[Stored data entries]

= = = =

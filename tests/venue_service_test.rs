use anyhow::Result;
use httpmock::prelude::*;
use std::time::Duration;
use tempfile::TempDir;
use venuego::core::{ConfigProvider, VenueSource};
use venuego::{
    HttpVenueSource, JsonFileStore, SortOrder, TomlConfig, VenueError, VenueService,
};

fn venue_payload() -> serde_json::Value {
    serde_json::json!([
        {"id": 1, "name": "Arena A", "address": "North Street", "kilometres": 5.0,
         "rating": 4.2, "sports": ["Football"], "featured": 1},
        {"id": 2, "name": "Arena B", "address": "South Street", "kilometres": 2.0,
         "rating": 3.9, "sports": ["Cricket"], "price": {"Cricket": 800.0}},
        {"id": 3, "name": "Arena C", "address": "East Street", "kilometres": 2.0,
         "rating": 4.8, "sports": ["Tennis"], "logo": "https://cdn.example.com/c.png"}
    ])
}

fn config_for(endpoint: &str, storage_path: &str) -> Result<TomlConfig> {
    let toml_content = format!(
        r#"
[source]
endpoint = "{}"
timeout_seconds = 5

[storage]
path = "{}"

[browse]
debounce_ms = 50
"#,
        endpoint,
        storage_path.replace('\\', "/")
    );
    Ok(TomlConfig::from_toml_str(&toml_content)?)
}

fn service_for(
    server: &MockServer,
    path: &str,
    temp_dir: &TempDir,
) -> Result<VenueService<HttpVenueSource, JsonFileStore, TomlConfig>> {
    let storage_path = temp_dir.path().to_str().unwrap().to_string();
    let config = config_for(&server.url(path), &storage_path)?;
    let source = HttpVenueSource::new(config.api_endpoint(), config.request_timeout())?;
    let store = JsonFileStore::new(config.storage_path());
    Ok(VenueService::new(source, store, config))
}

#[tokio::test]
async fn test_list_filters_then_sorts() -> Result<()> {
    let temp_dir = TempDir::new()?;
    let server = MockServer::start();
    let api_mock = server.mock(|when, then| {
        when.method(GET).path("/venues");
        then.status(200)
            .header("Content-Type", "application/json")
            .json_body(venue_payload());
    });

    let service = service_for(&server, "/venues", &temp_dir)?;
    let catalog = service.fetch_catalog().await;
    assert!(catalog.fetched_at <= chrono::Utc::now());

    let ascending: Vec<i64> = service
        .list(&catalog, "arena", SortOrder::Ascending)
        .await
        .iter()
        .map(|l| l.venue.id)
        .collect();
    assert_eq!(ascending, vec![2, 3, 1]);

    let descending: Vec<i64> = service
        .list(&catalog, "", SortOrder::Descending)
        .await
        .iter()
        .map(|l| l.venue.id)
        .collect();
    assert_eq!(descending, vec![1, 2, 3]);

    let cricket = service.list(&catalog, "CRICKET", SortOrder::None).await;
    assert_eq!(cricket.len(), 1);
    assert_eq!(cricket[0].venue.id, 2);
    assert!(!cricket[0].is_favourite);

    // every listing reuses the one fetched catalog
    api_mock.assert_hits(1);
    Ok(())
}

#[tokio::test]
async fn test_favourites_persist_across_services() -> Result<()> {
    let temp_dir = TempDir::new()?;
    let server = MockServer::start();
    server.mock(|when, then| {
        when.method(GET).path("/venues");
        then.status(200).json_body(venue_payload());
    });

    let service = service_for(&server, "/venues", &temp_dir)?;
    let favourites = service.favourites();
    favourites.toggle_and_save(3).await?;
    favourites.toggle_and_save(1).await?;

    let stored = std::fs::read_to_string(temp_dir.path().join("favorites.json"))?;
    assert_eq!(stored, "[3,1]");

    // a fresh service over the same directory sees the same favourites
    let reopened = service_for(&server, "/venues", &temp_dir)?;
    let catalog = reopened.fetch_catalog().await;
    let listed: Vec<(i64, bool)> = reopened
        .list(&catalog, "", SortOrder::None)
        .await
        .iter()
        .map(|l| (l.venue.id, l.is_favourite))
        .collect();
    assert_eq!(listed, vec![(1, true), (2, false), (3, true)]);

    let saved: Vec<i64> = reopened
        .favourite_listings(&catalog)
        .await
        .iter()
        .map(|l| l.venue.id)
        .collect();
    assert_eq!(saved, vec![1, 3]);
    Ok(())
}

#[tokio::test]
async fn test_upstream_failure_degrades_to_empty_catalog() -> Result<()> {
    let temp_dir = TempDir::new()?;
    let server = MockServer::start();
    let api_mock = server.mock(|when, then| {
        when.method(GET).path("/failed");
        then.status(500);
    });

    let service = service_for(&server, "/failed", &temp_dir)?;
    let catalog = service.fetch_catalog().await;
    assert!(catalog.is_empty());
    assert!(service
        .list(&catalog, "arena", SortOrder::Ascending)
        .await
        .is_empty());

    api_mock.assert_hits(1);
    Ok(())
}

#[tokio::test]
async fn test_http_source_reports_status_and_skips_invalid_venues() -> Result<()> {
    let server = MockServer::start();
    server.mock(|when, then| {
        when.method(GET).path("/unavailable");
        then.status(503);
    });
    server.mock(|when, then| {
        when.method(GET).path("/mixed");
        then.status(200).json_body(serde_json::json!([
            {"id": 1, "name": "Good", "kilometres": 1.0},
            {"id": 2, "name": "Behind you", "kilometres": -3.0},
            {"id": 3, "name": "", "kilometres": 2.0},
            {"id": 4, "name": "Also good", "distanceKm": 0.0, "sports": ["Badminton"]}
        ]));
    });

    let unavailable = HttpVenueSource::new(server.url("/unavailable"), Duration::from_secs(5))?;
    match unavailable.fetch_venues().await {
        Err(VenueError::UpstreamStatus { status, .. }) => assert_eq!(status, 503),
        other => panic!("expected upstream status error, got {:?}", other),
    }

    let mixed = HttpVenueSource::new(server.url("/mixed"), Duration::from_secs(5))?;
    let ids: Vec<i64> = mixed.fetch_venues().await?.iter().map(|v| v.id).collect();
    assert_eq!(ids, vec![1, 4]);
    Ok(())
}

#[tokio::test]
async fn test_malformed_body_is_an_error() -> Result<()> {
    let server = MockServer::start();
    server.mock(|when, then| {
        when.method(GET).path("/object");
        then.status(200).json_body(serde_json::json!({"venues": []}));
    });

    let source = HttpVenueSource::new(server.url("/object"), Duration::from_secs(5))?;
    let err = source.fetch_venues().await.unwrap_err();
    assert!(matches!(err, VenueError::ApiError(_)));
    Ok(())
}

#[tokio::test(flavor = "multi_thread")]
async fn test_browser_from_service_uses_configured_debounce() -> Result<()> {
    let temp_dir = TempDir::new()?;
    let server = MockServer::start();
    server.mock(|when, then| {
        when.method(GET).path("/venues");
        then.status(200).json_body(venue_payload());
    });

    let service = service_for(&server, "/venues", &temp_dir)?;
    let catalog = service.fetch_catalog().await;
    let browser = service.browser(&catalog);
    assert_eq!(browser.delay(), Duration::from_millis(50));

    browser.search("tennis").await;
    tokio::time::sleep(Duration::from_millis(200)).await;

    let snapshot = browser.snapshot().await;
    assert!(!snapshot.searching);
    let ids: Vec<i64> = snapshot.venues.iter().map(|v| v.id).collect();
    assert_eq!(ids, vec![3]);
    Ok(())
}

= = = =

* **Task to complete**:
Consider the string "None". State how many lines of the data contain it, giving the number alone.

* **Result of this task**:
2